— Work order —
When the line containing "pub worst_body: Option<String>, //" appears in the data below, begin copying there and stop only after the line containing "let (worst_body, worst_position_error)".

++++ Records provided ++++

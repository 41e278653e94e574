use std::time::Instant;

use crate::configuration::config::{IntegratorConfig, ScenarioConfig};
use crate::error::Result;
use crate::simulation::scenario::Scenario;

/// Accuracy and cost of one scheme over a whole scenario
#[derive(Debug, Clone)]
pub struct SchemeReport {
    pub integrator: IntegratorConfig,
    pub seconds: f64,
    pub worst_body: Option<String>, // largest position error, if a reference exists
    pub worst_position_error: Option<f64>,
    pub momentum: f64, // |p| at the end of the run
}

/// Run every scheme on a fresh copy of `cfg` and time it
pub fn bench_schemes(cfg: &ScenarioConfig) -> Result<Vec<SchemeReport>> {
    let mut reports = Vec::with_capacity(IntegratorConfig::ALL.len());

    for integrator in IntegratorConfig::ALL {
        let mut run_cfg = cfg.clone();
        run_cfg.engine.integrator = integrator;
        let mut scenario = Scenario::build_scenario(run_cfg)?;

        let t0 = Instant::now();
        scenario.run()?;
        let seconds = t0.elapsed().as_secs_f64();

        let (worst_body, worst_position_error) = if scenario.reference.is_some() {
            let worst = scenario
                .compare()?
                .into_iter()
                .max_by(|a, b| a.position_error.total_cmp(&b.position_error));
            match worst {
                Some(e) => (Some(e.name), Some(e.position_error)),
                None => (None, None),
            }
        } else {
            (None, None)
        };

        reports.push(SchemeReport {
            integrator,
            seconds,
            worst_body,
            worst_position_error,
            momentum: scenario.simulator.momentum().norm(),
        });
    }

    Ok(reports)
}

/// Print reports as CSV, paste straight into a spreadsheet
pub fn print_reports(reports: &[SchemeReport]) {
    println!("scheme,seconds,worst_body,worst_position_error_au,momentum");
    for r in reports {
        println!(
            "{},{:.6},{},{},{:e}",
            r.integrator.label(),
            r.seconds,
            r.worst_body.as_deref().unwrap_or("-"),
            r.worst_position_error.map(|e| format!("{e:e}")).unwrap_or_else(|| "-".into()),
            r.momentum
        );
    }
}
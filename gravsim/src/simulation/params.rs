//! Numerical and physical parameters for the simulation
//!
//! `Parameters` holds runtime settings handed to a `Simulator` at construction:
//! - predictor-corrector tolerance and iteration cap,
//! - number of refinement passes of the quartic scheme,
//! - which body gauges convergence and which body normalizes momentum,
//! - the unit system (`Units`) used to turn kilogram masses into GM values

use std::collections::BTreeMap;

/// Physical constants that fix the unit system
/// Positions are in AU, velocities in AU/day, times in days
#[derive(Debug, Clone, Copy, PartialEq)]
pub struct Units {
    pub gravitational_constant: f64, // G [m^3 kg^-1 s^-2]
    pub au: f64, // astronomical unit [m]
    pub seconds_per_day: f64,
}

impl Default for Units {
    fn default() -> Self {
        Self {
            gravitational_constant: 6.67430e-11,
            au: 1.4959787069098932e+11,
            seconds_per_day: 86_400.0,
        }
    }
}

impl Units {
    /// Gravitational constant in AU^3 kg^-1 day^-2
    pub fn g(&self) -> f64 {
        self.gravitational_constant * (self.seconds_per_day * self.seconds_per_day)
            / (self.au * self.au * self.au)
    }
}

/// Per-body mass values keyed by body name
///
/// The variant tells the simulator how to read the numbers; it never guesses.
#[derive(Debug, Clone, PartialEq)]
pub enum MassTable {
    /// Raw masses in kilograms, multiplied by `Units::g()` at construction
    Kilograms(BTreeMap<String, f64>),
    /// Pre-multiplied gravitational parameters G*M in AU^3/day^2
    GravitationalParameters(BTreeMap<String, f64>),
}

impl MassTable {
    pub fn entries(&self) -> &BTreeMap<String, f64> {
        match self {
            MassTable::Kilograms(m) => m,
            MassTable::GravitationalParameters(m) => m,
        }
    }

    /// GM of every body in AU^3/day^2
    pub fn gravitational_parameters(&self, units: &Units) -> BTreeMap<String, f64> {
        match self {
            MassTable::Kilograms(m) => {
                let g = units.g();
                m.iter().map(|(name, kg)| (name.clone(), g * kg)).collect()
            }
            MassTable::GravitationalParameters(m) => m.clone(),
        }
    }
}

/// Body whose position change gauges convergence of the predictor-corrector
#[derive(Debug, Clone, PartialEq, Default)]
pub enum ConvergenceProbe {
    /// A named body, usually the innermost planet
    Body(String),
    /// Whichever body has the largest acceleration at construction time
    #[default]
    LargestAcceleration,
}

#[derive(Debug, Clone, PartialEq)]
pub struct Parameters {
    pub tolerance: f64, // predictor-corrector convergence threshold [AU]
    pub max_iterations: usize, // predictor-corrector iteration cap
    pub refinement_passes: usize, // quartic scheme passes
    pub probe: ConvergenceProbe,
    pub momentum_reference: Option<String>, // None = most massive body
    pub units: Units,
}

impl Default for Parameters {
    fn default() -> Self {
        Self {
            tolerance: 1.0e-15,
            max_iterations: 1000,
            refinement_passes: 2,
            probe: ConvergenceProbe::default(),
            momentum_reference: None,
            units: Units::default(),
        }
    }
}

++++

— Solution to the problem —
    pub worst_body: Option<String>, // largest position error, if a reference exists
    pub worst_position_error: Option<f64>,
    pub momentum: f64, // |p| at the end of the run
}

/// Run every scheme on a fresh copy of `cfg` and time it
pub fn bench_schemes(cfg: &ScenarioConfig) -> Result<Vec<SchemeReport>> {
    let mut reports = Vec::with_capacity(IntegratorConfig::ALL.len());

    for integrator in IntegratorConfig::ALL {
        let mut run_cfg = cfg.clone();
        run_cfg.engine.integrator = integrator;
        let mut scenario = Scenario::build_scenario(run_cfg)?;

        let t0 = Instant::now();
        scenario.run()?;
        let seconds = t0.elapsed().as_secs_f64();

        let (worst_body, worst_position_error) = if scenario.reference.is_some() {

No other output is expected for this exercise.